DATA SHOWN: Begin
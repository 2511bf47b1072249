// SPDX-FileCopyrightText: 2025-2026 RAprogramm <andrey.rozanov.vl@gmail.com>
// SPDX-License-Identifier: MIT

//! Generates the implementations exercised by the tests into `OUT_DIR`.

use std::{env, error::Error, fs, path::PathBuf};

use daogen_impl::{
    generate,
    model::{
        Concurrency, ConflictPolicy, Entity, Field, InterfaceModel, Method, MethodKind, Parameter,
        ShortcutTarget
    }
};
use syn::parse_quote;

fn user() -> Entity {
    Entity::new("User", "users")
        .field(Field::new("id", "id"))
        .field(Field::new("name", "name"))
        .field(Field::new("email", "email").nullable())
        .field(Field::new("joined", "joined").converter(parse_quote!(crate::DayConverter)))
        .primary_key(["id"])
}

fn user_name() -> Entity {
    Entity::new("UserName", "users")
        .field(Field::new("id", "id"))
        .field(Field::new("name", "name"))
        .primary_key(["id"])
        .projection_of("User")
}

fn one_user(name: &str) -> ShortcutTarget {
    ShortcutTarget::new(name, "User")
}

fn day(name: &str) -> Parameter {
    Parameter::new(name, parse_quote!(Day)).converter(parse_quote!(crate::DayConverter))
}

fn user_dao() -> InterfaceModel {
    InterfaceModel::new("UserDao")
        .entity(user())
        .entity(user_name())
        .converter(parse_quote!(crate::DayConverter))
        // entity shortcuts
        .method(
            Method::new("insert", MethodKind::insert([one_user("user")], ConflictPolicy::Abort))
                .param(Parameter::new("user", parse_quote!(&User)))
        )
        .method(
            Method::new("insert_all", MethodKind::insert([one_user("users").many()], ConflictPolicy::Abort))
                .param(Parameter::new("users", parse_quote!(&[User])))
                .returns(parse_quote!(Vec<i64>))
        )
        .method(
            Method::new("add", MethodKind::insert([one_user("user")], ConflictPolicy::Abort))
                .param(Parameter::new("user", parse_quote!(&User)))
                .returns(parse_quote!(i64))
        )
        .method(
            Method::new("add_async", MethodKind::insert([one_user("user")], ConflictPolicy::Abort))
                .param(Parameter::new("user", parse_quote!(User)))
                .returns(parse_quote!(i64))
                .concurrency(Concurrency::Future)
        )
        .method(
            Method::new(
                "rename",
                MethodKind::update([ShortcutTarget::new("user", "UserName")], ConflictPolicy::Abort)
            )
            .param(Parameter::new("user", parse_quote!(&UserName)))
            .returns(parse_quote!(u32))
        )
        .method(
            Method::new("remove", MethodKind::delete([one_user("user")]))
                .param(Parameter::new("user", parse_quote!(&User)))
                .returns(parse_quote!(u32))
        )
        .method(
            Method::new("remove_all", MethodKind::delete([one_user("users").many()]))
                .param(Parameter::new("users", parse_quote!(&[User])))
                .returns(parse_quote!(u32))
        )
        .method(
            Method::new("save", MethodKind::upsert([one_user("user")]))
                .param(Parameter::new("user", parse_quote!(&User)))
                .returns(parse_quote!(i64))
        )
        // read queries
        .method(
            Method::new("find", MethodKind::read("SELECT * FROM users WHERE id = :id"))
                .param(Parameter::new("id", parse_quote!(i64)))
                .returns(parse_quote!(User))
        )
        .method(
            Method::new("find_optional", MethodKind::read("SELECT * FROM users WHERE id = :id"))
                .param(Parameter::new("id", parse_quote!(i64)))
                .returns(parse_quote!(Option<User>))
        )
        .method(
            Method::new("all", MethodKind::read("SELECT * FROM users ORDER BY id")).returns(parse_quote!(Vec<User>))
        )
        .method(
            Method::new("joined_on", MethodKind::read("SELECT * FROM users WHERE joined = :day ORDER BY id"))
                .param(day("day"))
                .returns(parse_quote!(User))
        )
        .method(
            Method::new("by_ids", MethodKind::read("SELECT * FROM users WHERE id IN (:ids) ORDER BY id"))
                .param(Parameter::new("ids", parse_quote!(&[i64])).multiple())
                .returns(parse_quote!(Vec<User>))
        )
        .method(
            Method::new(
                "names_since",
                MethodKind::read("SELECT name FROM users WHERE id IN (:ids) AND joined >= :since ORDER BY name")
            )
            .param(Parameter::new("ids", parse_quote!(Vec<i64>)).multiple())
            .param(day("since"))
            .returns(parse_quote!(Vec<String>))
        )
        .method(
            Method::new("email_of", MethodKind::read("SELECT email FROM users WHERE id = ?"))
                .param(Parameter::new("id", parse_quote!(i64)))
                .returns(parse_quote!(Option<String>))
        )
        .method(Method::new("count", MethodKind::read("SELECT COUNT(*) FROM users")).returns(parse_quote!(i64)))
        .method(
            Method::new("count_in_transaction", MethodKind::read_in_transaction("SELECT COUNT(*) FROM users"))
                .returns(parse_quote!(i64))
        )
        .method(
            Method::new("count_async", MethodKind::read("SELECT COUNT(*) FROM users"))
                .returns(parse_quote!(i64))
                .concurrency(Concurrency::Future)
        )
        .method(
            Method::new("watch_count", MethodKind::read("SELECT COUNT(*) FROM users"))
                .returns(parse_quote!(i64))
                .concurrency(Concurrency::Stream)
        )
        .method(
            Method::new(
                "watch_user",
                MethodKind::read("SELECT * FROM users WHERE id = :id").observing(["users"])
            )
                .param(Parameter::new("id", parse_quote!(i64)))
                .returns(parse_quote!(User))
                .concurrency(Concurrency::Stream)
        )
        .method(
            Method::new("find_suspend", MethodKind::read("SELECT * FROM users WHERE id = :id"))
                .param(Parameter::new("id", parse_quote!(i64)))
                .returns(parse_quote!(User))
                .concurrency(Concurrency::Suspend)
        )
        // write queries
        .method(
            Method::new("add_named", MethodKind::write("INSERT INTO users (name, joined) VALUES (:name, :joined)"))
                .param(Parameter::new("name", parse_quote!(&str)))
                .param(day("joined"))
                .returns(parse_quote!(i64))
        )
        .method(
            Method::new("set_email", MethodKind::write("UPDATE users SET email = :email WHERE id = :id"))
                .param(Parameter::new("id", parse_quote!(i64)))
                .param(Parameter::new("email", parse_quote!(Option<&str>)))
        )
        .method(
            Method::new("delete_ids", MethodKind::write("DELETE FROM users WHERE id IN (:ids)"))
                .param(Parameter::new("ids", parse_quote!(&[i64])).multiple())
                .returns(parse_quote!(u32))
        )
        .method(Method::new("clear", MethodKind::write("DELETE FROM users")))
        .method(
            Method::new("clear_async", MethodKind::write("DELETE FROM users"))
                .returns(parse_quote!(usize))
                .concurrency(Concurrency::Future)
        )
        // transactions
        .method(
            Method::new("replace_all", MethodKind::transaction(parse_quote!(crate::bodies::replace_users)))
                .param(Parameter::new("users", parse_quote!(Vec<User>)))
        )
        .method(
            Method::new(
                "replace_all_async",
                MethodKind::transaction(parse_quote!(crate::bodies::replace_users))
            )
            .param(Parameter::new("users", parse_quote!(Vec<User>)))
            .concurrency(Concurrency::Future)
        )
        .method(
            Method::new("explode", MethodKind::transaction(parse_quote!(crate::bodies::explode)))
                .param(Parameter::new("message", parse_quote!(String)))
                .returns(parse_quote!(i64))
                .concurrency(Concurrency::Suspend)
        )
        // raw queries and delegates
        .method(
            Method::new("query", MethodKind::raw("query"))
                .param(Parameter::new("query", parse_quote!(&SqlQuery)))
                .returns(parse_quote!(Vec<User>))
        )
        .method(
            Method::new("count_sql", MethodKind::raw("sql"))
                .param(Parameter::new("sql", parse_quote!(&str)))
                .returns(parse_quote!(i64))
        )
        .method(
            Method::new("find_small", MethodKind::delegate("find_optional"))
                .param(Parameter::new("id", parse_quote!(i32)))
                .returns(parse_quote!(Option<User>))
        )
}

fn tag_dao() -> InterfaceModel {
    InterfaceModel::new("TagDao")
        .backing_type(parse_quote!(crate::AppDatabase))
        .entity(
            Entity::new("Tag", "tags")
                .field(Field::new("id", "id"))
                .field(Field::new("label", "label"))
                .primary_key(["id"])
        )
        .method(
            Method::new(
                "put",
                MethodKind::insert([ShortcutTarget::new("tag", "Tag")], ConflictPolicy::Replace)
            )
            .param(Parameter::new("tag", parse_quote!(&Tag)))
            .returns(parse_quote!(i64))
        )
        .method(
            Method::new(
                "put_all",
                MethodKind::insert([ShortcutTarget::new("tags", "Tag").many()], ConflictPolicy::Replace)
            )
            .param(Parameter::new("tags", parse_quote!(Vec<Tag>)))
        )
        .method(
            Method::new("labels", MethodKind::read("SELECT label FROM tags ORDER BY label"))
                .returns(parse_quote!(Vec<String>))
        )
        .method(
            Method::new("find_tag", MethodKind::read("SELECT * FROM tags WHERE id = ?"))
                .param(Parameter::new("id", parse_quote!(i64)))
                .returns(parse_quote!(Option<Tag>))
        )
        .method(
            Method::new("label_of", MethodKind::read("SELECT label FROM tags WHERE id = ?1 OR id = ?1"))
                .param(Parameter::new("id", parse_quote!(i64)))
                .returns(parse_quote!(Option<String>))
        )
}

fn main() -> Result<(), Box<dyn Error>> {
    println!("cargo:rerun-if-changed=build.rs");
    let out_dir = PathBuf::from(env::var("OUT_DIR")?);
    for (file, model) in [("user_dao.rs", user_dao()), ("tag_dao.rs", tag_dao())] {
        let tokens = generate(&model)?;
        fs::write(out_dir.join(file), tokens.to_string())?;
    }
    Ok(())
}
DATA SHOWN: End
_EXERCISE DETAILS_:
Check every line of the entries for "Abort" and report how many lines contain it, without any other words.

_REPLY TO THE EXERCISE_:
5